June 2, 2020

Better localization by understanding the code called “language”

What’s the purpose of language? You may think that “to communicate facts and ideas from one person to another” would be the slam-dunk answer. But that’s only partially correct.

In addition to communication, the other purpose of language is secrecy. And this segment from the TV sitcom Big Bang Theory is a perfect example.

Of course the guys are speaking Klingon, which is a “language” virtually unknown outside of Star Trekdom, and the ladies are using Ubbi Dubbi which is a language game based on English. But please consider this: Any language is made up of random sounds or symbols that make sense only if the sender and the receiver share the same set of rules. So in this sense, language is code.

The code we call “language” is what enables data to be transferred from person to person or handed down from generation to generation. It also keeps those who don’t know the code from understanding the data.

Language is code and that’s nothing new

Throughout Europe can be found cave art dating back some 30,000 years to the Ice Age. These depictions of bison, deer and other wildlife are breathtaking, but they do not pique the interest of paleoarchaeologist Genevieve von Petzinger nearly as much as the random symbols scribbled or carved near those paintings. In fact, her meticulous research showed that early humans repeatedly used 32 symbols to say… something.

What exactly was meant by those symbols including Circle, Half-Circle, Claviform, Crosshatch, Spiral, Triangle, Hand, Zigzag and others, is still being studied. It’s up to scientists of the future to break the code developed tens of thousands of years ago. But according to Dr. Petzinger, those symbols may provide an opportunity to trace the origins of humanity’s earliest writing systems.

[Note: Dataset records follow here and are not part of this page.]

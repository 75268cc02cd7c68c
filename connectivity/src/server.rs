use embassy_sync::blocking_mutex::raw::RawMutex;
use embassy_sync::mutex::Mutex;
use embedded_io_async::{Read, Write};
use nrf_ser_codec::config::MAX_PACKET_SIZE;
use nrf_ser_codec::transport::{read_frame, write_frame, PacketType, TransportError};
use nrf_ser_codec::{evt_enc, BleEvent};

use crate::{dispatch, Error, SoftDevice};

/// Serves SoftDevice calls arriving over a serial link.
///
/// The writer is shared between responses produced by [`Server::run`] and events pushed with
/// [`Server::send_event`], so both can be driven from concurrent tasks.
pub struct Server<M: RawMutex, W: Write> {
    writer: Mutex<M, W>,
}

impl<M: RawMutex, W: Write> Server<M, W> {
    pub fn new(writer: W) -> Self {
        Self {
            writer: Mutex::new(writer),
        }
    }

    /// Read and answer commands until the link fails.
    ///
    /// Malformed frames are logged and skipped. Only an I/O error ends the loop.
    pub async fn run<R: Read, S: SoftDevice + ?Sized>(&self, mut reader: R, sd: &mut S) -> Result<(), Error> {
        let mut rx = [0u8; MAX_PACKET_SIZE];
        let mut tx = [0u8; MAX_PACKET_SIZE];
        info!("[server] started");
        loop {
            let frame = match read_frame(&mut reader, &mut rx).await {
                Ok(frame) => frame,
                Err(TransportError::Codec(e)) => {
                    warn!("[server] dropping frame: {:?}", e);
                    continue;
                }
                Err(TransportError::Io(kind)) => {
                    error!("[server] link error: {:?}", kind);
                    return Err(Error::Transport(kind));
                }
            };

            match frame.packet_type {
                PacketType::Command => match dispatch(sd, frame.payload, &mut tx) {
                    Ok(len) => self.send(PacketType::Response, &tx[..len]).await?,
                    Err(e) => warn!("[server] unable to answer command: {:?}", e),
                },
                PacketType::ResetCommand => {
                    info!("[server] reset requested");
                    sd.reset();
                }
                other => warn!("[server] ignoring {:?} frame", other),
            }
        }
    }

    /// Push a SoftDevice event to the application.
    pub async fn send_event(&self, evt: &BleEvent<'_>) -> Result<(), Error> {
        let mut buf = [0u8; MAX_PACKET_SIZE];
        let len = evt_enc(evt, &mut buf)?;
        debug!("[server] event {:?} on {}", evt.id(), evt.conn_handle());
        self.send(PacketType::Event, &buf[..len]).await
    }

    async fn send(&self, packet_type: PacketType, payload: &[u8]) -> Result<(), Error> {
        let mut writer = self.writer.lock().await;
        write_frame(&mut *writer, packet_type, payload).await?;
        Ok(())
    }
}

Perhaps these symbols were inscribed by hunters cataloging their activities, or maybe even a ruling class keeping tabs on their subjects. Either way, their purpose was probably for a certain group to share information amongst themselves and hide information from others. Someday we may know the answer, but meanwhile, it would be interesting to see prehistoric man’s reaction to seeing Crosshatches (#, a.k.a. hashtags) everywhere today.

For every language there’s a language game

Penny and Amy were having a secret conversation using Ubbi Dubbi. But perhaps the most famous language game for English speakers is Pig Latin. Both use different coding and decoding rules, namely Ubbi Dubbi works by adding “ub” before each vowel sound in a syllable, while in Pig Latin, for words that begin with consonant sounds (including consonant clusters), all letters before the initial vowel are placed at the end of the word sequence and “ay” is added. So, “Welcome to CRESTEC” becomes “Wubelcubome tubo CRUBESTUBEC” in Ubbi Dubbi, and “Elcomeway otay ESTECCRAY” in Pig Latin.

Remember this one? “Ooklay in the Agbay.”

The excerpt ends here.